* _Instructions to follow_:
Your answer should be the exact lines of the data below from the one containing "fn emit(logger: &dyn" through the one containing "let _ = fs::remove_dir_all(&dir);"; please include nothing else.

[Exercise materials Boundary: Start]

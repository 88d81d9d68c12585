use lane_base::LaneLogger;
use lane_base::logging::{format_date, format_record, format_timestamp};
use log::{LevelFilter, Log};
use std::fs;

fn emit(logger: &dyn Log, level: log::Level, message: &str) {
    logger.log(
        &log::RecordBuilder::new()
            .level(level)
            .target("lane")
            .file(Some("pipeline.rs"))
            .line(Some(42))
            .args(format_args!("{}", message))
            .build(),
    );
}

#[test]
fn test_logger_respects_level() {
    let logger = LaneLogger::stdout(LevelFilter::Warn);
    let warn = log::MetadataBuilder::new().level(log::Level::Warn).build();
    let debug = log::MetadataBuilder::new().level(log::Level::Debug).build();
    assert!(logger.enabled(&warn));
    assert!(!logger.enabled(&debug));
}

#[test]
fn test_format_record_layout() {
    let line = format_record(
        &log::RecordBuilder::new()
            .level(log::Level::Info)
            .file(Some("pipeline.rs"))
            .line(Some(42))
            .args(format_args!("frame skipped"))
            .build(),
    );
    assert!(line.contains("[INFO]"));
    assert!(line.contains("pipeline.rs:42 - frame skipped"));
    assert!(line.ends_with('\n'));
}

#[test]
fn test_format_timestamp_structure() {
    let ts = format_timestamp();
    // YYYY-MM-DDTHH:MM:SS.mmm
    assert_eq!(ts.len(), 23);
    assert_eq!(&ts[10..11], "T");
    assert_eq!(&ts[19..20], ".");
}

#[test]
fn test_format_date_epoch() {
    assert_eq!(format_date(0), "1970-01-01");
}

#[test]
fn test_daily_logger_writes_file() {
    let dir = std::env::temp_dir().join(format!("lane-log-{}-write", std::process::id()));
    let _ = fs::remove_dir_all(&dir);

    let logger = LaneLogger::daily(&dir, LevelFilter::Debug).unwrap();
    emit(&logger, log::Level::Warn, "shape mismatch");
    emit(&logger, log::Level::Trace, "ignored");
    logger.flush();

    let entries: Vec<_> = fs::read_dir(&dir).unwrap().collect();
    assert_eq!(entries.len(), 1);
    let content = fs::read_to_string(entries[0].as_ref().unwrap().path()).unwrap();
    assert!(content.contains("shape mismatch"));
    assert!(!content.contains("ignored"));

    fs::remove_dir_all(&dir).ok();
}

[Exercise materials Boundary: End]

* _Response to this exercise_:
fn emit(logger: &dyn Log, level: log::Level, message: &str) {
    logger.log(
        &log::RecordBuilder::new()
            .level(level)
            .target("lane")
            .file(Some("pipeline.rs"))
            .line(Some(42))
            .args(format_args!("{}", message))
            .build(),
    );
}

#[test]
fn test_logger_respects_level() {
    let logger = LaneLogger::stdout(LevelFilter::Warn);
    let warn = log::MetadataBuilder::new().level(log::Level::Warn).build();
    let debug = log::MetadataBuilder::new().level(log::Level::Debug).build();
    assert!(logger.enabled(&warn));
    assert!(!logger.enabled(&debug));
}

#[test]
fn test_format_record_layout() {
    let line = format_record(
        &log::RecordBuilder::new()
            .level(log::Level::Info)
            .file(Some("pipeline.rs"))
            .line(Some(42))
            .args(format_args!("frame skipped"))
            .build(),
    );
    assert!(line.contains("[INFO]"));
    assert!(line.contains("pipeline.rs:42 - frame skipped"));
    assert!(line.ends_with('\n'));
}

#[test]
fn test_format_timestamp_structure() {
    let ts = format_timestamp();
    // YYYY-MM-DDTHH:MM:SS.mmm
    assert_eq!(ts.len(), 23);
    assert_eq!(&ts[10..11], "T");
    assert_eq!(&ts[19..20], ".");
}

#[test]
fn test_format_date_epoch() {
    assert_eq!(format_date(0), "1970-01-01");
}

#[test]
fn test_daily_logger_writes_file() {
    let dir = std::env::temp_dir().join(format!("lane-log-{}-write", std::process::id()));
    let _ = fs::remove_dir_all(&dir);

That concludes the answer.